London is a collection of villages joined over time. Londoners are natives of Tooting or Havering, Bethnal Green or Harrow, of long-established communities each with their own characteristics and histories, Subtle differences between North and South of the river, between the East and West Ends, between the inner and outer suburbs are expressed in building styles and materials, accents and settlement patterns.
In medieval London people of similar trades tended to group together. This is reflected in the street names of the City, such as Poultry or Milk Street. In the larger London of today Fitzrovia, the area around Fitzroy Square, has long been considered a haunt of artists, writers and craftsmen and several areas have a certain bohemian or literary reputation, such as Soho or Bloomsbury. Other areas have acquired different, but equally strong reputations. For instance, Hampstead is associated with intellectuals.
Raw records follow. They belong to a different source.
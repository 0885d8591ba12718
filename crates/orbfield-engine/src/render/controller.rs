use std::fmt;
use std::sync::atomic::{AtomicU64, Ordering};
use std::sync::Arc;
use std::time::Duration;

use glam::Vec2;

use crate::scene::Scene;
use crate::sync::{FramePool, FrameSlot};

use super::draw::{self, DrawEncoder, DrawInputs, DrawPath};
use super::uniforms::{FrameUniforms, Projection};

/// How long one wait on the slot pool lasts before completions are pumped again.
const COMPLETION_POLL_INTERVAL: Duration = Duration::from_millis(1);

/// Startup parameters of the render core.
#[derive(Debug, Clone, PartialEq)]
pub struct RenderConfig {
    /// Frames that may be submitted but not yet completed.
    pub max_frames_in_flight: usize,
    /// Subdivisions of the instanced path's UV sphere.
    pub sphere_segments: u32,
    pub draw_path: DrawPath,
    pub clear_color: wgpu::Color,
    pub projection: Projection,
}

impl Default for RenderConfig {
    fn default() -> Self {
        Self {
            max_frames_in_flight: 3,
            sphere_segments: 14,
            draw_path: DrawPath::default(),
            clear_color: wgpu::Color {
                r: 0.02,
                g: 0.02,
                b: 0.03,
                a: 1.0,
            },
            projection: Projection::default(),
        }
    }
}

/// Reason a draw produced no submission.
#[derive(Debug, Copy, Clone, PartialEq, Eq)]
pub enum FrameSkip {
    /// Window minimised or not yet sized.
    ZeroSizedSurface,
    /// No drawable this frame (timeout or other transient surface error).
    DrawableUnavailable,
    /// Surface was lost or outdated and has been reconfigured.
    SurfaceReconfigured,
    /// The surface reported an unrecoverable error.
    Fatal,
}

impl FrameSkip {
    pub fn is_fatal(self) -> bool {
        self == FrameSkip::Fatal
    }
}

impl fmt::Display for FrameSkip {
    fn fmt(&self, f: &mut fmt::Formatter<'_>) -> fmt::Result {
        let s = match self {
            FrameSkip::ZeroSizedSurface => "surface has zero size",
            FrameSkip::DrawableUnavailable => "no drawable available",
            FrameSkip::SurfaceReconfigured => "surface reconfigured",
            FrameSkip::Fatal => "surface out of memory",
        };
        f.write_str(s)
    }
}

impl std::error::Error for FrameSkip {}

/// Result of one [`FrameController::on_draw`].
#[derive(Debug, Copy, Clone, PartialEq, Eq)]
pub enum DrawOutcome {
    Submitted { slot: usize },
    Skipped(FrameSkip),
}

impl DrawOutcome {
    pub fn is_fatal(self) -> bool {
        matches!(self, DrawOutcome::Skipped(skip) if skip.is_fatal())
    }
}

/// Frame counters. `completed` is bumped from completion callbacks.
#[derive(Debug, Default)]
pub struct FrameStats {
    pub submitted: u64,
    pub skipped: u64,
    completed: Arc<AtomicU64>,
}

impl FrameStats {
    pub fn completed(&self) -> u64 {
        self.completed.load(Ordering::Relaxed)
    }
}

/// Everything the controller needs from the GPU side of a frame.
///
/// Implemented by the wgpu backend and by recording backends in tests.
pub trait FrameBackend {
    type Frame;

    /// Current drawable size in physical pixels.
    fn surface_size(&self) -> (u32, u32);

    fn begin_frame(&mut self) -> Result<Self::Frame, FrameSkip>;

    /// Opens the frame's render pass and hands its encoder to `commands`.
    /// `slot` selects the per-slot transient buffers.
    fn record(
        &mut self,
        frame: &mut Self::Frame,
        slot: usize,
        commands: &mut dyn FnMut(&mut dyn DrawEncoder),
    );

    /// Submits and presents `frame`; `on_complete` runs once the GPU is done with it.
    ///
    /// `on_complete` must be tied to this frame's own submission, not to
    /// whatever was submitted before it: the controller releases the frame's
    /// slot, and with it the slot's uniform buffer, from that callback.
    fn submit(&mut self, frame: Self::Frame, on_complete: Box<dyn FnOnce() + Send + 'static>);

    /// Gives pending completion callbacks a chance to run.
    fn poll_completions(&mut self);
}

/// Drives one frame per draw event: admission, camera, matrices, dispatch, submit.
pub struct FrameController {
    scene: Scene,
    pool: FramePool,
    inputs: DrawInputs,
    config: RenderConfig,
    stats: FrameStats,
    last_uniforms: Option<FrameUniforms>,
}

impl FrameController {
    pub fn new(scene: Scene, inputs: DrawInputs, config: RenderConfig) -> Self {
        log::info!(
            "frame controller: {} objects, {} frames in flight, {} path",
            inputs.object_count,
            config.max_frames_in_flight,
            config.draw_path
        );
        Self {
            scene,
            pool: FramePool::new(config.max_frames_in_flight),
            inputs,
            config,
            stats: FrameStats::default(),
            last_uniforms: None,
        }
    }

    /// Size changes need no bookkeeping: the aspect ratio is read from the
    /// surface on every draw.
    pub fn on_resize(&mut self, width: u32, height: u32) {
        log::debug!("surface resized to {width}x{height}");
    }

    /// Produces at most one frame.
    ///
    /// Blocks while every in-flight slot is taken. A skipped frame releases
    /// its slot and leaves the camera where it was.
    pub fn on_draw<B: FrameBackend>(&mut self, backend: &mut B) -> DrawOutcome {
        let slot = self.acquire_slot(backend);

        let (width, height) = backend.surface_size();
        if width == 0 || height == 0 {
            return self.skip(FrameSkip::ZeroSizedSurface);
        }

        let mut frame = match backend.begin_frame() {
            Ok(frame) => frame,
            Err(skip) => return self.skip(skip),
        };

        self.scene.advance_camera();
        let uniforms = FrameUniforms::new(
            &self.scene.camera,
            &self.config.projection,
            Vec2::new(width as f32, height as f32),
        );

        let path = self.config.draw_path;
        let inputs = self.inputs;
        let index = slot.index();
        backend.record(&mut frame, index, &mut |enc| {
            draw::encode(path, &inputs, &uniforms, enc)
        });

        let completed = Arc::clone(&self.stats.completed);
        backend.submit(
            frame,
            Box::new(move || {
                drop(slot);
                completed.fetch_add(1, Ordering::Relaxed);
            }),
        );

        self.stats.submitted += 1;
        self.last_uniforms = Some(uniforms);
        log::trace!(
            "frame {} submitted on slot {index}, angle {:.3}",
            self.stats.submitted,
            self.scene.camera_angle()
        );

        DrawOutcome::Submitted { slot: index }
    }

    fn acquire_slot<B: FrameBackend>(&self, backend: &mut B) -> FrameSlot {
        if let Some(slot) = self.pool.try_acquire() {
            return slot;
        }

        log::trace!("all {} frame slots in flight, waiting", self.pool.capacity());
        loop {
            backend.poll_completions();
            if let Some(slot) = self.pool.acquire_timeout(COMPLETION_POLL_INTERVAL) {
                return slot;
            }
        }
    }

    fn skip(&mut self, reason: FrameSkip) -> DrawOutcome {
        self.stats.skipped += 1;
        if reason.is_fatal() {
            log::error!("frame skipped: {reason}");
        } else {
            log::warn!("frame skipped: {reason}");
        }
        DrawOutcome::Skipped(reason)
    }

    pub fn set_draw_path(&mut self, path: DrawPath) {
        if path != self.config.draw_path {
            log::info!("draw path: {} -> {path}", self.config.draw_path);
            self.config.draw_path = path;
        }
    }

    pub fn draw_path(&self) -> DrawPath {
        self.config.draw_path
    }

    pub fn scene(&self) -> &Scene {
        &self.scene
    }

    pub fn pool(&self) -> &FramePool {
        &self.pool
    }

    pub fn stats(&self) -> &FrameStats {
        &self.stats
    }

    pub fn config(&self) -> &RenderConfig {
        &self.config
    }

    /// Uniforms of the most recently submitted frame.
    pub fn last_uniforms(&self) -> Option<&FrameUniforms> {
        self.last_uniforms.as_ref()
    }
}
For centuries immigrants have arrived in London both from elsewhere in the British Isles and abroad. Around one-fifth of London's population belong to ethnic minority groups, rising to 45 per cent (mainly Indian) in the London Borough of Brent. The arrival of immigrant communities from overseas has contributed to the distinctive characteristics of particular districts of London. Parts of Soho and Spitalfields, for instance, still show signs of the Huguenot refugees from France who arrived in the late seventeenth century. Soho is now more famous as the site of London's Chinatown.
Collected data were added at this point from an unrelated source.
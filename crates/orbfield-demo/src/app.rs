use std::time::Duration;

use anyhow::Result;
use orbfield_engine::core::{App, AppControl, FrameCtx};
use orbfield_engine::device::Gpu;
use orbfield_engine::render::{DrawOutcome, DrawPath, RenderConfig, SphereRenderer};
use orbfield_engine::scene::{Scene, SceneConfig};
use winit::event::{ElementState, KeyEvent, WindowEvent};
use winit::keyboard::{KeyCode, PhysicalKey};

const REPORT_INTERVAL: Duration = Duration::from_secs(2);

/// The sphere-grid demo: one renderer, created once the GPU exists.
pub struct OrbfieldApp {
    scene_config: SceneConfig,
    render_config: RenderConfig,
    renderer: Option<SphereRenderer>,
    fps: FpsCounter,
}

impl OrbfieldApp {
    pub fn new(scene_config: SceneConfig, render_config: RenderConfig) -> Self {
        Self {
            scene_config,
            render_config,
            renderer: None,
            fps: FpsCounter::new(REPORT_INTERVAL),
        }
    }
}

impl App for OrbfieldApp {
    fn on_start(&mut self, gpu: &Gpu<'_>) -> Result<()> {
        let scene = Scene::sphere_grid(&self.scene_config);
        self.renderer = Some(SphereRenderer::new(gpu, scene, self.render_config.clone())?);
        Ok(())
    }

    fn on_resize(&mut self, width: u32, height: u32) {
        if let Some(renderer) = self.renderer.as_mut() {
            renderer.on_resize(width, height);
        }
    }

    fn on_window_event(&mut self, event: &WindowEvent) -> AppControl {
        let WindowEvent::KeyboardInput {
            event:
                KeyEvent {
                    physical_key: PhysicalKey::Code(code),
                    state: ElementState::Pressed,
                    repeat: false,
                    ..
                },
            ..
        } = event
        else {
            return AppControl::Continue;
        };

        let path = match code {
            KeyCode::Escape => return AppControl::Exit,
            KeyCode::Digit1 => DrawPath::MeshShader,
            KeyCode::Digit2 => DrawPath::Instanced,
            KeyCode::Digit3 => DrawPath::RayIntersect,
            _ => return AppControl::Continue,
        };
        if let Some(renderer) = self.renderer.as_mut() {
            renderer.controller_mut().set_draw_path(path);
        }
        AppControl::Continue
    }

    fn on_frame(&mut self, ctx: &mut FrameCtx<'_, '_>) -> AppControl {
        let Some(renderer) = self.renderer.as_mut() else {
            return AppControl::Continue;
        };

        if let DrawOutcome::Skipped(skip) = renderer.draw(ctx.gpu, ctx.window) {
            if skip.is_fatal() {
                ctx.runtime
                    .fail(anyhow::Error::new(skip).context("rendering stopped"));
                return AppControl::Exit;
            }
        }

        if let Some(fps) = self.fps.record(ctx.time.dt) {
            let controller = renderer.controller();
            let stats = controller.stats();
            log::info!(
                "{fps:.1} fps | {} path | {} in flight | {} submitted, {} completed, {} skipped",
                controller.draw_path(),
                controller.pool().in_flight(),
                stats.submitted,
                stats.completed(),
                stats.skipped
            );
        }

        AppControl::Continue
    }
}

/// Averages frame rate over a fixed reporting window.
#[derive(Debug)]
struct FpsCounter {
    window: f32,
    elapsed: f32,
    frames: u32,
}

impl FpsCounter {
    fn new(window: Duration) -> Self {
        Self {
            window: window.as_secs_f32(),
            elapsed: 0.0,
            frames: 0,
        }
    }

    /// Returns the average rate once per window.
    fn record(&mut self, dt: f32) -> Option<f32> {
        self.elapsed += dt;
        self.frames += 1;
        if self.elapsed < self.window {
            return None;
        }
        let fps = self.frames as f32 / self.elapsed;
        self.elapsed = 0.0;
        self.frames = 0;
        Some(fps)
    }
}

#[cfg(test)]
mod tests {
    use super::*;

    #[test]
    fn fps_reported_once_per_window() {
        let mut c = FpsCounter::new(Duration::from_secs(1));
        let reports: Vec<f32> = (0..12).filter_map(|_| c.record(0.25)).collect();
        assert_eq!(reports, vec![4.0, 4.0, 4.0]);
    }

    #[test]
    fn nothing_before_the_window_closes() {
        let mut c = FpsCounter::new(Duration::from_secs(2));
        assert_eq!(c.record(0.5), None);
        assert_eq!(c.record(0.5), None);
    }
}
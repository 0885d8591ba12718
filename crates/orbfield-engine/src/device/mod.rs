//! GPU device + surface management.
//!
//! This module is responsible for:
//! - creating the wgpu Instance/Adapter/Device/Queue with mesh shading enabled
//! - creating & configuring the Surface (swapchain)
//! - owning the multisampled color and depth targets that track the surface size
//! - acquiring frames and submitting them with a completion callback

mod error;
mod frame;
mod gpu;
mod init;
mod surface;
mod targets;

pub use error::SurfaceErrorAction;
pub use frame::GpuFrame;
pub use gpu::Gpu;
pub use init::GpuInit;
pub use targets::RenderTargets;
The East End, as the docklands of London, has long been the traditional focus of immigration into the capital. It has played host to successive waves of immigrants: Irish, Jewish, and, most recently, Bangladeshi. All have contributed to the character and diversity of the area, and have brought different cuisine and different religious traditions.
Kilburn is well-known for its Irish pubs, whilst Ilford, Finchley and Golders Green continue to have strong Jewish associations. And there are concentrations of, for instance, Turkish Cypriots in Hackney, Punjabis in Southall and Australians in Earl's Court. Approximately 193 different languages are spoken in London. And there are at least 33 nationalities that have resident populations of over 10,000 in London. The largest community is the Irish. There are about half a million Afro-Caribbeans and similar numbers originating from the Indian sub-continent.
As a result there is an immense range of cultural life in London, reflected on the high streets in the clothes people wear, the cafes and restaurants, and the variety of goods, especially foodstuffs, in the shops. Even in suburban supermarkets spices for curries and foods like yams, sweet potatoes and eddoes are readily available.